(DATASET RECORDS Opens)

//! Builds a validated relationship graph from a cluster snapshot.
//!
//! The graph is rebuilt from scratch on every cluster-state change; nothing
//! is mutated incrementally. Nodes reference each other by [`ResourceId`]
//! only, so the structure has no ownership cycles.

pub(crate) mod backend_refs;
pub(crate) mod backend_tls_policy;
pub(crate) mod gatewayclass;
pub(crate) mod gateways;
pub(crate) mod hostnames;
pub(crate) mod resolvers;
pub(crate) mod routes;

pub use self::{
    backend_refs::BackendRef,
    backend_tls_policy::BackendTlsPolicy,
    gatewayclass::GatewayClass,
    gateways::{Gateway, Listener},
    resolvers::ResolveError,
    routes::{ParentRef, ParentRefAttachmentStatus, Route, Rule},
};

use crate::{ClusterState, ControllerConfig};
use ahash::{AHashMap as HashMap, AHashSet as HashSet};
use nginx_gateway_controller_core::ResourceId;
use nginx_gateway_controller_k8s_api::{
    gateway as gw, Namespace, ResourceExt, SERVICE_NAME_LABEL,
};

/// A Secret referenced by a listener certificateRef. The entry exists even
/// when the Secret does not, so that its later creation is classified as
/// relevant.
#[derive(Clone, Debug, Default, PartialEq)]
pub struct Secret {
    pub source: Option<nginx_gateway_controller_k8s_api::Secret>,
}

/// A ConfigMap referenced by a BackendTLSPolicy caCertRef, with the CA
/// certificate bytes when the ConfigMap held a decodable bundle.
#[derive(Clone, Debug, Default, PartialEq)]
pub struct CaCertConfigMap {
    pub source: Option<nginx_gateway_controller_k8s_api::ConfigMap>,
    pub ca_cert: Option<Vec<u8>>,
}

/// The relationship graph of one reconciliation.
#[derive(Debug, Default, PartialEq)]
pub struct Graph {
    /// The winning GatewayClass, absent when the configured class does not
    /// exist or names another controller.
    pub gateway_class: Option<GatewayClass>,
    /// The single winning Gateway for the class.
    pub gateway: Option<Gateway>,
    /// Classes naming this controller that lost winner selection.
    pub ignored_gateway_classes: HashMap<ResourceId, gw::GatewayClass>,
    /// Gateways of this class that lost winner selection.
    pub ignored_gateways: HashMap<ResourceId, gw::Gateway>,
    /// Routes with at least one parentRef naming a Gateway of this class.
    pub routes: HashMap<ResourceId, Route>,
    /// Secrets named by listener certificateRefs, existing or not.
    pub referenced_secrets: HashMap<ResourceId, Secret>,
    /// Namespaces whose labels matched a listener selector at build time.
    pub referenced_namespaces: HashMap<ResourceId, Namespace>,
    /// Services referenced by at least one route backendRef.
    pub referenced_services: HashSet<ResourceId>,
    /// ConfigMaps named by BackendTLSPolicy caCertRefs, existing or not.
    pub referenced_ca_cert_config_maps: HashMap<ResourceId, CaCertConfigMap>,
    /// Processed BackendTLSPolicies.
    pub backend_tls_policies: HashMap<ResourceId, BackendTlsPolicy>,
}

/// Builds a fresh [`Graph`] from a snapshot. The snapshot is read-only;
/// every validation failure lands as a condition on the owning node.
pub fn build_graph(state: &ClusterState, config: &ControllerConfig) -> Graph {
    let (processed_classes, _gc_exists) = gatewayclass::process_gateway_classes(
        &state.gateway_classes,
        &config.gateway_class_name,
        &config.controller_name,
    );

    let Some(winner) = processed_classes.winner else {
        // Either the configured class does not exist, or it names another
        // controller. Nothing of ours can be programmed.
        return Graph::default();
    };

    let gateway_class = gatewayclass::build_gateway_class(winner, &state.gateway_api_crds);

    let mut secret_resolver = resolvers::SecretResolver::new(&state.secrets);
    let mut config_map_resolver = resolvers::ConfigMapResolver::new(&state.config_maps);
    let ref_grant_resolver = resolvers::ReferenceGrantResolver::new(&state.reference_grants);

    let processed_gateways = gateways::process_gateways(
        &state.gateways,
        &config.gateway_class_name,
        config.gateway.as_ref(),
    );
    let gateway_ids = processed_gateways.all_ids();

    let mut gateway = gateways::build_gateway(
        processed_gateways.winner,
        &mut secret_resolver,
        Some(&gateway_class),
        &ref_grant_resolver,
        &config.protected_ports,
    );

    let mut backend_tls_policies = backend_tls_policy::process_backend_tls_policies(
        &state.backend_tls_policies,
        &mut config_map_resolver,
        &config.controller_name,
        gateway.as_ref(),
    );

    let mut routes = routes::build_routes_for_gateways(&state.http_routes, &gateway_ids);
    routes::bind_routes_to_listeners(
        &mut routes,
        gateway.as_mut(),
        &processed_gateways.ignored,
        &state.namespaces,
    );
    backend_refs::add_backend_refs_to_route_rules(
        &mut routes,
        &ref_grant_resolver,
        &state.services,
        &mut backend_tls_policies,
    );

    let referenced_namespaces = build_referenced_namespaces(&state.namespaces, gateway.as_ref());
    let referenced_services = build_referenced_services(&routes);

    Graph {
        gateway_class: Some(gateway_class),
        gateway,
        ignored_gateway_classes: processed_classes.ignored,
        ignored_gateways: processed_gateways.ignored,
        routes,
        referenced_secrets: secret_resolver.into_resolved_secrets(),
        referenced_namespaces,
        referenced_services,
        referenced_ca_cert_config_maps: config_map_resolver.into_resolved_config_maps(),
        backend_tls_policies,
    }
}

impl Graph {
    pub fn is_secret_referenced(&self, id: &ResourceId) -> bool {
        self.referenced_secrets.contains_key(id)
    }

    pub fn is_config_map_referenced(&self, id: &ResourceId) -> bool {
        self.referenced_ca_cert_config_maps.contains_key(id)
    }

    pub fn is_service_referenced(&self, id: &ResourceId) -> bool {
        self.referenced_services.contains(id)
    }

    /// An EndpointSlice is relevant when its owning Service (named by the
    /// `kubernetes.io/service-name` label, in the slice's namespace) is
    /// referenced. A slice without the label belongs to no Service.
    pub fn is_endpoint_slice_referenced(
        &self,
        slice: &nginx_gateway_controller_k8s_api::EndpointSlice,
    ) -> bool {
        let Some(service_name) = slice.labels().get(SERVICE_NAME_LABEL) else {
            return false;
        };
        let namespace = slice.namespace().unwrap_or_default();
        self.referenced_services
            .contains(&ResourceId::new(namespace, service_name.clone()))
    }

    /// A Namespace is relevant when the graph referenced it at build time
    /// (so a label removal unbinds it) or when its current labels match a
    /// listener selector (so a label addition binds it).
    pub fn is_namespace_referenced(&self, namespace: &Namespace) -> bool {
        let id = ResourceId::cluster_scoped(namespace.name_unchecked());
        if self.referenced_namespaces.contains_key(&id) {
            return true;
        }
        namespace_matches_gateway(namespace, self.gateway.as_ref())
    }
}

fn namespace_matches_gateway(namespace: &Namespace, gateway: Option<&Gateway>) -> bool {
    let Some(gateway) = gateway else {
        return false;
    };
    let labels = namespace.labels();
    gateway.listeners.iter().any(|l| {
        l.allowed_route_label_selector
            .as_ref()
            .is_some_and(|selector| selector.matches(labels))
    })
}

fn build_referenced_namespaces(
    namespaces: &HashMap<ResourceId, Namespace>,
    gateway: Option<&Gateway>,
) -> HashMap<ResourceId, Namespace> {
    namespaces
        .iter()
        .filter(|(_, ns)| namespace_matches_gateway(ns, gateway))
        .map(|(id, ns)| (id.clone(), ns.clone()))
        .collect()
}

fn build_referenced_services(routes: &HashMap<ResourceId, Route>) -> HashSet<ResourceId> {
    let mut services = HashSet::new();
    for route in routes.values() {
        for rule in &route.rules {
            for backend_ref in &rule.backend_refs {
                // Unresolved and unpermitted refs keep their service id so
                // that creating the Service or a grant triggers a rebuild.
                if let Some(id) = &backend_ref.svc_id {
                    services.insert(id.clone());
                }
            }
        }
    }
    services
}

(DATASET RECORDS Closes)

EXERCISE BRIEF:
Output the material above exactly, but only from the line that carries "cluster-state change; nothing" through the line that carries "of this class.".

RESULT FOR THIS TASK:
//! The graph is rebuilt from scratch on every cluster-state change; nothing
//! is mutated incrementally. Nodes reference each other by [`ResourceId`]
//! only, so the structure has no ownership cycles.

pub(crate) mod backend_refs;
pub(crate) mod backend_tls_policy;
pub(crate) mod gatewayclass;
pub(crate) mod gateways;
pub(crate) mod hostnames;
pub(crate) mod resolvers;
pub(crate) mod routes;

pub use self::{
    backend_refs::BackendRef,
    backend_tls_policy::BackendTlsPolicy,
    gatewayclass::GatewayClass,
    gateways::{Gateway, Listener},
    resolvers::ResolveError,
    routes::{ParentRef, ParentRefAttachmentStatus, Route, Rule},
};

use crate::{ClusterState, ControllerConfig};
use ahash::{AHashMap as HashMap, AHashSet as HashSet};
use nginx_gateway_controller_core::ResourceId;
use nginx_gateway_controller_k8s_api::{
    gateway as gw, Namespace, ResourceExt, SERVICE_NAME_LABEL,
};

/// A Secret referenced by a listener certificateRef. The entry exists even
/// when the Secret does not, so that its later creation is classified as
/// relevant.
#[derive(Clone, Debug, Default, PartialEq)]
pub struct Secret {
    pub source: Option<nginx_gateway_controller_k8s_api::Secret>,
}

/// A ConfigMap referenced by a BackendTLSPolicy caCertRef, with the CA
/// certificate bytes when the ConfigMap held a decodable bundle.
#[derive(Clone, Debug, Default, PartialEq)]
pub struct CaCertConfigMap {
    pub source: Option<nginx_gateway_controller_k8s_api::ConfigMap>,
    pub ca_cert: Option<Vec<u8>>,
}

/// The relationship graph of one reconciliation.
#[derive(Debug, Default, PartialEq)]
pub struct Graph {
    /// The winning GatewayClass, absent when the configured class does not
    /// exist or names another controller.
    pub gateway_class: Option<GatewayClass>,
    /// The single winning Gateway for the class.
    pub gateway: Option<Gateway>,
    /// Classes naming this controller that lost winner selection.
    pub ignored_gateway_classes: HashMap<ResourceId, gw::GatewayClass>,
    /// Gateways of this class that lost winner selection.
    pub ignored_gateways: HashMap<ResourceId, gw::Gateway>,
    /// Routes with at least one parentRef naming a Gateway of this class.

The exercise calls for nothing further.